Tools and repair supplies are usually the first things we put into our RVs. You never know when you are going to have a mechanical breakdown or have something go wrong in the RV that needs fixing.
When we were full-time RVing in a 29-foot Holiday Rambler travel trailer with a 15½-foot cube van as a tow vehicle, I had every tool I owned with us. I even had what I needed to install 1000-pound heavier springs in the front and add two extra leaves in the back of the cube van to handle the extra load.
RV life and travel doesn't always allow us to have every tool we'd like, though. Sometimes, we have to make-do. Here are some random thoughts about tools and supplies while RVing:
• In a pinch, run two or even three strands of electrical wire, if you don't have heavy enough wire on hand.
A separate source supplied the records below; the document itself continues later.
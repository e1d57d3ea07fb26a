//! Prompt to architecture graph synthesis.
//!
//! The synthesizer is total: any prompt, including an empty one, yields a
//! non-empty graph whose edges all resolve to nodes of the same graph.

use crate::rules::{extract_features, GridLayout, Link, FALLBACK_CHAIN, PLACEMENT_RULES};
use crate::{make_node_id, ArchitectureGraph, AwsEdge, AwsNode, ServiceKind};

/// Synthesize a graph from a free-text prompt using the default grid layout.
pub fn synthesize(prompt: &str) -> ArchitectureGraph {
    synthesize_with_layout(prompt, &GridLayout::default())
}

pub fn synthesize_with_layout(prompt: &str, layout: &GridLayout) -> ArchitectureGraph {
    let features = extract_features(prompt);
    let mut builder = GraphBuilder::new(layout);

    let mut edge_anchor: Option<String> = None;
    let mut compute_anchor: Option<String> = None;

    for rule in PLACEMENT_RULES.iter().filter(|r| (r.applies)(features)) {
        let id = builder.place(rule.kind);
        match rule.link {
            Link::None => {
                edge_anchor.get_or_insert(id);
            }
            Link::FromEdgeLayer => {
                // Only the first compute node is wired from the edge layer.
                if compute_anchor.is_none() {
                    if let Some(source) = &edge_anchor {
                        builder.connect(source, &id);
                    }
                    compute_anchor = Some(id);
                }
            }
            Link::FromCompute => {
                if let Some(source) = &compute_anchor {
                    builder.connect(source, &id);
                }
            }
        }
    }

    if builder.is_empty() {
        return fallback_chain(layout);
    }
    builder.finish()
}

/// The canned API Gateway -> Lambda -> DynamoDB chain.
pub fn fallback_chain(layout: &GridLayout) -> ArchitectureGraph {
    let mut builder = GraphBuilder::new(layout);
    let mut previous: Option<String> = None;
    for kind in FALLBACK_CHAIN {
        let id = builder.place(kind);
        if let Some(source) = &previous {
            builder.connect(source, &id);
        }
        previous = Some(id);
    }
    builder.finish()
}

/// Accumulates nodes in creation order; ids and grid slots come from the
/// per-call creation index.
struct GraphBuilder<'a> {
    layout: &'a GridLayout,
    graph: ArchitectureGraph,
}

impl<'a> GraphBuilder<'a> {
    fn new(layout: &'a GridLayout) -> Self {
        Self {
            layout,
            graph: ArchitectureGraph::default(),
        }
    }

    fn is_empty(&self) -> bool {
        self.graph.nodes.is_empty()
    }

    fn place(&mut self, kind: ServiceKind) -> String {
        let index = self.graph.nodes.len();
        let id = make_node_id(kind, index);
        let position = self.layout.position(index);
        self.graph
            .nodes
            .push(AwsNode::new(id.clone(), kind, position));
        id
    }

    fn connect(&mut self, source: &str, target: &str) {
        self.graph.edges.push(AwsEdge::connect(source, target));
    }

    fn finish(self) -> ArchitectureGraph {
        self.graph
    }
}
• My ground cloth is a scrap of rubberized pond liner.
• Buy good tape (3M) if you might be anywhere cold.
• Some DeWalt chargers will not work on some inverter power.
• Some hacksaw blades are very hard and brittle -- bring extras.
• Some brake calipers take a 3/8 allen wrench, which is usually larger than what is in most sets.
• I didn't take a tubing cutter; I used a hacksaw and deburred the end with a jackknife.
• Vise Grip is better than most locking pliers I have seen; don't over use them; use the proper sized wrench whenever possible.
• A stainless toothbrush used on rusty threads before you spray it with penetrating oil does wonders.
Ryobi is not the best cordless tool on the market, but I have some because:
• The 18+ battery system is compatible with over a dozen different tools.
• They are inexpensive.
• You can purchase them separately or as a set.
• Home Depo all over the USA carries them.
• They are on sale often; at times, you can get a charger, a tool, and a battery for the price of some other brand's battery.
• There are a lot of them out there; you can often find them at flea markets without a battery or charger really cheap.
I try to get my tools before I need them. Like many things when you really need them, it will usually cost you more than if you buy them at your leisure.
If you don't want to collect your tools over time, it's easy to get a set of Craftsman tools at Sears on sale at Christmas, or a set of Channel Lock or other reasonable brand at Costco and have them all at once.
However you do it, I believe everyone should have some basic tools onboard his recreational vehicle (or any other vehicle, for that matter).
Editor's note: My husband, Bob Nilles, wrote this article. He's the one in the family who does most of our recreational vehicle maintenance and mechanical repairs. He also does fix-it jobs around the RV, including some remodeling and customization.